E questo per la semplice ragione che lo Stato sociale in Germania è nato prima (con Bismarck e Lassalle) e si è sviluppato poi (nella Repubblica di Weimar con il Sozialer Rechsstaat, lo Stato sociale di diritto) indipendentemente dalle teorie di Keynes e di Beveridge. Come ricorda maliziosamente Bolaffi, quando la Germania era il “malato d’Europa” (come la bollò The Economist) fu accusata da Paul Krugman di non aver capito che il mondo era cambiato, e che pertanto occorreva privilegiare il valore della flessibilità rispetto a quello della disciplina. Ma non potendo lui-acceso assertore del deficit spending- fare proprie le critiche dei neoconservatori anglosassoni, per i quali le difficoltà dell’economia tedesca derivavano da un welfare troppo generoso, ne attribuì la causa nientemeno che alla rigidità pietista dell’imperativo categorico di Kant: “Quello che i tedeschi veramente vogliono è un quadro chiaro di principi: norme che specifichino […] quando i negozi saranno aperti e che valore ha il marco. Gli americani, invece, sono filosoficamente e personalmente più sciamannati. Essi si adattano con qualunque cosa sembra funzionare […] (Fortune, 19 luglio 1999).

Un’ultima considerazione. In un pionieristico pamphlet sui problemi politici del pieno impiego (1943), Michal Kalecki sostenne che Hitler era stato il più diligente allievo di Keynes, e che il suo “keynesismo militarizzato” aveva rappresentato l’applicazione più conseguente della “Teoria generale”. Questa tesi ha profondamente influenzato i teorici dell’ordoliberalismo e dell’economia sociale di mercato, oggi difesa con tenacia dalla Merkel.
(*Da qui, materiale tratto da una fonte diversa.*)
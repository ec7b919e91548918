//! Core types for the chess app.
//!
//! This crate provides the fundamental types shared across the game crates:
//! - [`Piece`], [`PieceKind`], and [`Color`] for piece representation
//! - [`Coord`] for board coordinates
//! - [`PlayedMove`] and [`MoveOutcome`] for move records and rules verdicts
//! - [`GameState`] for the authoritative game record

mod color;
mod coord;
mod mov;
mod piece;
mod state;

pub use color::Color;
pub use coord::{Coord, CoordError};
pub use mov::{MoveOutcome, PlayedMove};
pub use piece::{Piece, PieceKind};
pub use state::{
    CapturedPieces, Difficulty, GameMode, GameState, GameStatus, TimeControl,
};
//! Board coordinate representation.
//!
//! Coordinates are `(x, y)` pairs with both components in `0..=7`, mapped
//! left-to-right and top-to-bottom from White's perspective: `(0, 0)` is a8
//! and `(7, 7)` is h1.

use serde::{Deserialize, Serialize};
use std::fmt;
use thiserror::Error;

/// Errors that can occur when constructing a coordinate.
#[derive(Debug, Error, Clone, PartialEq, Eq)]
pub enum CoordError {
    #[error("coordinate out of range: ({0}, {1})")]
    OutOfRange(u8, u8),

    #[error("invalid square name: {0}")]
    InvalidSquare(String),
}

/// A square on the board as an `(x, y)` coordinate pair.
///
/// Both components are guaranteed to be in `0..=7`: construction goes
/// through [`Coord::new`], and deserialization re-validates through the
/// same check.
#[derive(Debug, Clone, Copy, PartialEq, Eq, Hash, Serialize, Deserialize)]
#[serde(try_from = "RawCoord")]
pub struct Coord {
    x: u8,
    y: u8,
}

/// Unvalidated wire form of [`Coord`].
#[derive(Deserialize)]
struct RawCoord {
    x: u8,
    y: u8,
}

impl TryFrom<RawCoord> for Coord {
    type Error = CoordError;

    fn try_from(raw: RawCoord) -> Result<Self, Self::Error> {
        Coord::new(raw.x, raw.y)
    }
}

impl Coord {
    /// Creates a coordinate, validating that both components are in `0..=7`.
    #[inline]
    pub const fn new(x: u8, y: u8) -> Result<Self, CoordError> {
        if x < 8 && y < 8 {
            Ok(Coord { x, y })
        } else {
            Err(CoordError::OutOfRange(x, y))
        }
    }

    /// Parses a coordinate from an algebraic square name (e.g., "e4").
    pub fn from_algebraic(s: &str) -> Result<Self, CoordError> {
        let bytes = s.as_bytes();
        if bytes.len() != 2 {
            return Err(CoordError::InvalidSquare(s.to_string()));
        }
        let file = bytes[0].to_ascii_lowercase();
        let rank = bytes[1];
        if !(b'a'..=b'h').contains(&file) || !(b'1'..=b'8').contains(&rank) {
            return Err(CoordError::InvalidSquare(s.to_string()));
        }
        // Rank 8 is the top row (y = 0) from White's perspective.
        Ok(Coord {
            x: file - b'a',
            y: b'8' - rank,
        })
    }

    /// Returns the file component (0-7, left to right).
    #[inline]
    pub const fn x(self) -> u8 {
        self.x
    }

    /// Returns the row component (0-7, top to bottom).
    #[inline]
    pub const fn y(self) -> u8 {
        self.y
    }

    /// Returns the algebraic square name for this coordinate.
    pub fn to_algebraic(self) -> String {
        format!("{}{}", (b'a' + self.x) as char, (b'8' - self.y) as char)
    }

    /// Returns true if this square is one of the four center squares
    /// (d4, d5, e4, e5).
    #[inline]
    pub const fn is_center(self) -> bool {
        (self.x == 3 || self.x == 4) && (self.y == 3 || self.y == 4)
    }
}

impl fmt::Display for Coord {
    fn fmt(&self, f: &mut fmt::Formatter<'_>) -> fmt::Result {
        write!(f, "{}", self.to_algebraic())
    }
}

#[cfg(test)]
mod tests {
    use super::*;

    #[test]
    fn coord_new() {
        let c = Coord::new(4, 4).unwrap();
        assert_eq!(c.x(), 4);
        assert_eq!(c.y(), 4);
        assert_eq!(Coord::new(8, 0), Err(CoordError::OutOfRange(8, 0)));
        assert_eq!(Coord::new(0, 9), Err(CoordError::OutOfRange(0, 9)));
    }

    #[test]
    fn coord_from_algebraic() {
        assert_eq!(Coord::from_algebraic("a8").unwrap(), Coord::new(0, 0).unwrap());
        assert_eq!(Coord::from_algebraic("a1").unwrap(), Coord::new(0, 7).unwrap());
        assert_eq!(Coord::from_algebraic("h1").unwrap(), Coord::new(7, 7).unwrap());
        assert_eq!(Coord::from_algebraic("e4").unwrap(), Coord::new(4, 4).unwrap());
        assert!(Coord::from_algebraic("i1").is_err());
        assert!(Coord::from_algebraic("a9").is_err());
        assert!(Coord::from_algebraic("").is_err());
        assert!(Coord::from_algebraic("e44").is_err());
    }

    #[test]
    fn coord_to_algebraic() {
        assert_eq!(Coord::new(0, 0).unwrap().to_algebraic(), "a8");
        assert_eq!(Coord::new(7, 7).unwrap().to_algebraic(), "h1");
        assert_eq!(Coord::new(4, 4).unwrap().to_algebraic(), "e4");
    }

    #[test]
    fn deserialize_revalidates_range() {
        let c: Coord = serde_json::from_str(r#"{"x":4,"y":4}"#).unwrap();
        assert_eq!(c, Coord::new(4, 4).unwrap());
        assert!(serde_json::from_str::<Coord>(r#"{"x":9,"y":9}"#).is_err());
        assert!(serde_json::from_str::<Coord>(r#"{"x":0,"y":8}"#).is_err());
    }

    #[test]
    fn serde_round_trip() {
        let c = Coord::from_algebraic("h1").unwrap();
        let json = serde_json::to_string(&c).unwrap();
        assert_eq!(serde_json::from_str::<Coord>(&json).unwrap(), c);
    }

    #[test]
    fn algebraic_round_trip() {
        for x in 0..8u8 {
            for y in 0..8u8 {
                let c = Coord::new(x, y).unwrap();
                assert_eq!(Coord::from_algebraic(&c.to_algebraic()).unwrap(), c);
            }
        }
    }

    #[test]
    fn center_squares() {
        for name in ["d4", "d5", "e4", "e5"] {
            assert!(Coord::from_algebraic(name).unwrap().is_center(), "{name}");
        }
        for name in ["c4", "d3", "f5", "a1", "h8"] {
            assert!(!Coord::from_algebraic(name).unwrap().is_center(), "{name}");
        }
    }
}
Ma, al di là della tragedia del nazismo, il trauma che ha segnato in maniera indelebile la biografia della cancelliera è stato il fallimento del socialismo tedesco, conclusosi con la dissoluzione della Ddr. Una sorta di “keynesismo impazzito”, in cui la mortificazione della libertà dell’individuo (stupendamente descritta nel film del 2006 “Le vite degli altri” di Henckel von Donnersmarck) si associava a un sistema capace di garantire soltanto burocrazia, corruzione e inefficienza economica. “Dare addosso” alla Merkel è uno sport assai diffuso, ma in pochi si interrogano sulle ragioni storiche della sua ossessione per “i conti in ordine”. Ma anche la cancelliera non può sottovalutare il rischio incombente di un “dissidio spirituale” tra Germania ed Europa, per usare una celebre espressione di Benedetto Croce. Per scongiurarlo, occorrerebbe una Germania più europea e non un’Europa più tedesca.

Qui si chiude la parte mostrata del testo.